Try it -
Once the line containing "pub struct RetryingStage" is located, output it and every line after it through the end of the records, exactly as written and nothing else.

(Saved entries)

===

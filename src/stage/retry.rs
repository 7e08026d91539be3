//! Bounded retry of recoverable stage failures.
//!
//! Model load and inference failures are retried inside the stage boundary;
//! the job state machine only ever sees the final outcome.

use std::sync::Arc;
use std::time::Duration;

use async_trait::async_trait;
use tracing::{debug, warn};

use crate::artifact::Artifact;
use crate::error::StageError;

use super::{StageConfig, StageContext, StageOutput, StageRunner};

/// Default number of attempts for a retryable failure.
const DEFAULT_MAX_ATTEMPTS: u32 = 3;

/// Default pause between attempts.
const DEFAULT_BACKOFF: Duration = Duration::from_millis(500);

/// How many times a stage invocation is attempted.
#[derive(Debug, Clone, PartialEq, Eq)]
pub struct RetryPolicy {
    /// Total attempts, including the first. Zero is treated as one.
    pub max_attempts: u32,
    /// Pause between attempts.
    pub backoff: Duration,
}

impl Default for RetryPolicy {
    fn default() -> Self {
        Self {
            max_attempts: DEFAULT_MAX_ATTEMPTS,
            backoff: DEFAULT_BACKOFF,
        }
    }
}

impl RetryPolicy {
    pub fn new(max_attempts: u32, backoff: Duration) -> Self {
        Self {
            max_attempts,
            backoff,
        }
    }

    /// Policy that never retries.
    pub fn none() -> Self {
        Self::new(1, Duration::ZERO)
    }

    /// Returns whether another attempt is allowed after `attempts` tries.
    pub fn should_retry(&self, attempts: u32) -> bool {
        attempts < self.max_attempts.max(1)
    }
}

/// Stage wrapper applying a [`RetryPolicy`] to retryable failures.
pub struct RetryingStage {
    inner: Arc<dyn StageRunner>,
    policy: RetryPolicy,
}

impl RetryingStage {
    /// Wraps `inner` with `policy`.
    pub fn new(inner: Arc<dyn StageRunner>, policy: RetryPolicy) -> Self {
        Self { inner, policy }
    }
}

#[async_trait]
impl StageRunner for RetryingStage {
    async fn run(
        &self,
        input: &Artifact,
        config: &StageConfig,
        ctx: &StageContext,
    ) -> Result<StageOutput, StageError> {
        let mut attempts = 0;
        loop {
            ctx.checkpoint()?;
            attempts += 1;

            let err = match self.inner.run(input, config, ctx).await {
                Ok(output) => return Ok(output),
                Err(err) => err,
            };

            if !err.is_retryable() {
                return Err(err);
            }

            if !self.policy.should_retry(attempts) {
                return Err(if attempts > 1 {
                    StageError::RetriesExhausted {
                        attempts,
                        last: Box::new(err),
                    }
                } else {
                    err
                });
            }

            warn!(
                job_id = %ctx.job_id(),
                stage = %ctx.stage(),
                attempt = attempts,
                max_attempts = self.policy.max_attempts,
                error = %err,
                "Retryable stage failure, trying again"
            );

            if !self.policy.backoff.is_zero() {
                tokio::select! {
                    _ = tokio::time::sleep(self.policy.backoff) => {}
                    _ = ctx.cancellation_token().cancelled() => {
                        debug!(job_id = %ctx.job_id(), stage = %ctx.stage(), "Cancelled during retry backoff");
                        return Err(StageError::Cancelled);
                    }
                }
            }
        }
    }
}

===

Solved problem -
pub struct RetryingStage {
    inner: Arc<dyn StageRunner>,
    policy: RetryPolicy,
}

impl RetryingStage {
    /// Wraps `inner` with `policy`.
    pub fn new(inner: Arc<dyn StageRunner>, policy: RetryPolicy) -> Self {
        Self { inner, policy }
    }
}

#[async_trait]
impl StageRunner for RetryingStage {
    async fn run(
        &self,
        input: &Artifact,
        config: &StageConfig,
        ctx: &StageContext,
    ) -> Result<StageOutput, StageError> {
        let mut attempts = 0;
        loop {
            ctx.checkpoint()?;
            attempts += 1;

            let err = match self.inner.run(input, config, ctx).await {
                Ok(output) => return Ok(output),
                Err(err) => err,
            };

            if !err.is_retryable() {
                return Err(err);
            }

            if !self.policy.should_retry(attempts) {
                return Err(if attempts > 1 {
                    StageError::RetriesExhausted {
                        attempts,
                        last: Box::new(err),
                    }
                } else {
                    err
                });
            }

            warn!(
                job_id = %ctx.job_id(),
                stage = %ctx.stage(),
                attempt = attempts,
                max_attempts = self.policy.max_attempts,
                error = %err,
                "Retryable stage failure, trying again"
            );

            if !self.policy.backoff.is_zero() {
                tokio::select! {
                    _ = tokio::time::sleep(self.policy.backoff) => {}
                    _ = ctx.cancellation_token().cancelled() => {
                        debug!(job_id = %ctx.job_id(), stage = %ctx.stage(), "Cancelled during retry backoff");
                        return Err(StageError::Cancelled);
                    }
                }
            }
        }
    }
}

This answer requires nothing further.